Surprisingly, no. In most states breeders may confine dogs to wire cages their entire lives if they so choose. Breeders can be charged with animal cruelty if they fail to provide adequate food or water, but there aren't nearly enough federal or state inspectors to keep tabs on shoddy operators, and even when they're discovered, they are often given a free pass. What is it about Gracie that made you want to tell her story?
Gracie is a Cavalier King Charles Spaniel, a breed renowned for their companionship -- they're total lapdogs. I was struck by the resilience a small, vulnerable dog would need to muster to overcome a life as traumatic as the one Gracie had led. I was intrigued, too, by her new owner, Linda Jackson, a woman who hadn't necessarily wanted a dog—she adopted Gracie to satisfy her kids—but who wound up being changed forever by the experience. How do breeding dogs like Gracie become available?

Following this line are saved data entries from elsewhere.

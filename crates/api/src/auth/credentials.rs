//! Account creation and login credential checks.

use seclock_core::error::{CoreError, CoreResult};
use seclock_core::users::{validate_registration, Registration};
use seclock_db::models::user::{CreateUser, User};
use seclock_db::Store;

use super::password::{burn_verification, hash_password, verify_password};

/// Validate, hash and persist a new account.
///
/// Login and email collisions surface as `Conflict` naming the field; an
/// unknown privilege is `NotFound`.
pub async fn create_user(
    store: &dyn Store,
    input: Registration,
    password_min_length: usize,
) -> CoreResult<User> {
    let input = input.normalized();
    validate_registration(&input, password_min_length)?;

    if store.privilege_by_id(input.privilege_id).await?.is_none() {
        return Err(CoreError::not_found("Privilege", input.privilege_id));
    }

    let password_hash = hash_password(&input.password)
        .map_err(|e| CoreError::Internal(format!("Password hashing error: {e}")))?;

    let user = store
        .create_user(&CreateUser {
            login: input.login,
            password_hash,
            email: input.email,
            name: input.name,
            privilege_id: input.privilege_id,
        })
        .await?;
    tracing::info!(user_id = user.id, privilege_id = user.privilege_id, "User created");
    Ok(user)
}

/// Check a login/password pair against live accounts.
///
/// Returns the user on a match and `None` for an unknown login or a wrong
/// password; the two cases cost the same hashing effort.
pub async fn verify_credentials(
    store: &dyn Store,
    login: &str,
    password: &str,
) -> CoreResult<Option<User>> {
    let Some(user) = store.user_by_login(login).await? else {
        burn_verification(password);
        return Ok(None);
    };
    let Some(hash) = user.password_hash.as_deref() else {
        burn_verification(password);
        return Ok(None);
    };

    let matches = verify_password(password, hash)
        .map_err(|e| CoreError::Internal(format!("Password verification error: {e}")))?;
    Ok(matches.then_some(user))
}

#[cfg(test)]
mod tests {
    use assert_matches::assert_matches;
    use seclock_db::MemoryStore;

    use super::*;

    fn registration(login: &str, email: &str) -> Registration {
        Registration {
            login: login.into(),
            password: "pass1234".into(),
            email: email.into(),
            name: None,
            privilege_id: 2,
        }
    }

    #[tokio::test]
    async fn stores_hash_not_password() {
        let store = MemoryStore::new();
        let user = create_user(&store, registration("alice", "a@example.com"), 4)
            .await
            .unwrap();
        let hash = user.password_hash.unwrap();
        assert_ne!(hash, "pass1234");
        assert!(hash.starts_with("$argon2id$"));
    }

    #[tokio::test]
    async fn duplicate_email_names_the_field() {
        let store = MemoryStore::new();
        create_user(&store, registration("alice", "a@example.com"), 4)
            .await
            .unwrap();
        assert_matches!(
            create_user(&store, registration("bob", "a@example.com"), 4).await,
            Err(CoreError::Conflict { field: Some("email"), .. })
        );
    }

    #[tokio::test]
    async fn unknown_privilege_is_not_found() {
        let store = MemoryStore::new();
        let mut input = registration("alice", "a@example.com");
        input.privilege_id = 99;
        assert_matches!(
            create_user(&store, input, 4).await,
            Err(CoreError::NotFound { entity: "Privilege", .. })
        );
    }

    #[tokio::test]
    async fn verify_credentials_outcomes() {
        let store = MemoryStore::new();
        create_user(&store, registration("alice", "a@example.com"), 4)
            .await
            .unwrap();

        assert!(verify_credentials(&store, "alice", "pass1234").await.unwrap().is_some());
        assert!(verify_credentials(&store, "alice", "wrong").await.unwrap().is_none());
        assert!(verify_credentials(&store, "nobody", "pass1234").await.unwrap().is_none());
    }
}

Breeders are sometimes willing to sell at a discount dogs that have spent years having puppies. Rescue groups also purchase some of these dogs at auctions and then try to adopt them out. Puppy mill survivors aren't for everyone, but people who have the patience to work with a traumatized dog often find the experience deeply gratifying. Letter to Readers from Carol Bradley
Gracie after being rescued
From the attic office of my home in Great Falls, Montana, I have a bird's-eye view of Memorial Park, where occasionally a dog will sprint by, happy to be alive. It's heart-warming to watch because I am mindful that across America, hundreds of thousands of dogs are kept in cages, never once allowed the simple freedom of running through grass.

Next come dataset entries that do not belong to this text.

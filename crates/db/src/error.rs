use seclock_core::error::CoreError;

/// Postgres error code for unique constraint violations.
const UNIQUE_VIOLATION: &str = "23505";
/// Postgres error code for foreign key violations.
const FOREIGN_KEY_VIOLATION: &str = "23503";

#[derive(Debug, thiserror::Error)]
pub enum DbError {
    #[error("unique constraint {constraint} violated")]
    UniqueViolation { constraint: String },

    #[error("foreign key constraint {constraint} violated")]
    ForeignKeyViolation { constraint: String },

    #[error("store unavailable: {0}")]
    Unavailable(String),

    #[error(transparent)]
    Sqlx(sqlx::Error),
}

pub type DbResult<T> = Result<T, DbError>;

impl From<sqlx::Error> for DbError {
    fn from(err: sqlx::Error) -> Self {
        if let sqlx::Error::Database(db_err) = &err {
            let constraint = db_err.constraint().unwrap_or_default().to_string();
            match db_err.code().as_deref() {
                Some(UNIQUE_VIOLATION) => return DbError::UniqueViolation { constraint },
                Some(FOREIGN_KEY_VIOLATION) => return DbError::ForeignKeyViolation { constraint },
                _ => {}
            }
        }
        if matches!(err, sqlx::Error::PoolTimedOut | sqlx::Error::PoolClosed) {
            return DbError::Unavailable(err.to_string());
        }
        DbError::Sqlx(err)
    }
}

/// Map a unique constraint name onto the user-facing field it protects.
///
/// Constraint names follow `uq_<table>_<field>`; primary keys map to `id`.
fn constraint_field(constraint: &str) -> Option<&'static str> {
    if constraint.ends_with("_pkey") {
        return Some("id");
    }
    ["login", "email", "name"]
        .into_iter()
        .find(|field| constraint.starts_with("uq_") && constraint.ends_with(&format!("_{field}")))
}

impl From<DbError> for CoreError {
    fn from(err: DbError) -> Self {
        match err {
            DbError::UniqueViolation { constraint } => {
                let field = constraint_field(&constraint);
                let message = match field {
                    Some(field) => format!("{field} already exists"),
                    None => "Resource already exists".to_string(),
                };
                CoreError::Conflict { message, field }
            }
            DbError::ForeignKeyViolation { constraint } => {
                tracing::debug!(constraint = %constraint, "Foreign key violation");
                CoreError::Conflict {
                    message: "Resource is still referenced".to_string(),
                    field: None,
                }
            }
            DbError::Unavailable(msg) => {
                tracing::error!(error = %msg, "Store unavailable");
                CoreError::Internal("Store unavailable".to_string())
            }
            DbError::Sqlx(err) => {
                tracing::error!(error = %err, "Database error");
                CoreError::Internal("Database error".to_string())
            }
        }
    }
}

As a newspaper reporter in my former life, I covered the story of a puppy mill -- a large-volume dog-breeding operation involving 180 neglected and abused collies. My husband and I had two shelties at the time, and the similarities between those sweet-tempered collies and my own dogs were distressing. Long after the breeders were convicted and the dogs adopted out to new homes, the dark side of dog-breeding still haunted me. I began searching for the right dog, the right case to tell the story of puppy mills in America. The trail led me to Gracie, a Cavalier King Charles Spaniel who was rescued from a puppy mill in Pennsylvania. After six years of living in a cage, giving birth to puppies, Gracie finally had a chance at a new life. But could she overcome the cruelty of her past? Saving Gracie
is told "Law and Order"-style, with a description of life in a puppy mill, then segueing to the raid on Gracie's kennel, the trial that ensued against the breeder, Gracie's first exposure to kindness in a shelter and then to her new life with Linda Jackson, a woman who hadn't particularly wanted a dog. As Linda and Gracie struggle to adjust to one another, the state of Pennsylvania undergoes a bitter battle to curtail puppy mills.
Like most of you, I love stories where good triumphs over evil, where perseverance carries the day. Saving Gracie
is that kind of book.
Journalist Bradley exposes the hidden world of puppy mills, where dogs are caged like chickens and forced to repeatedly breed until they die. Unlike most factory farm animals that endure painful confinement and are slaughtered within six months of birth, mill breeding dogs are sentenced to many years of existence in deplorable conditions; many don't learn to walk because their cages don't give them enough room to stand. Bradley details the raid of one such mill, Mike-Mar Kennel in Oxford, Pa., which led to the seizure of more than 300 dogs, mostly adults that had languished for years with broken limbs and untreated diseases. Dog 132, a Cavalier King Charles Spaniel later named Gracie, was rescued during the raid. Nearly blind, with decayed teeth and a strong aversion to human contact, Gracie flourished under the love and patience of her adoptive owner, Linda Jackson. Bradley's powerful narrative will tug at heartstrings, raise public awareness, and, hopefully, help put an end to puppy mills. (Feb.)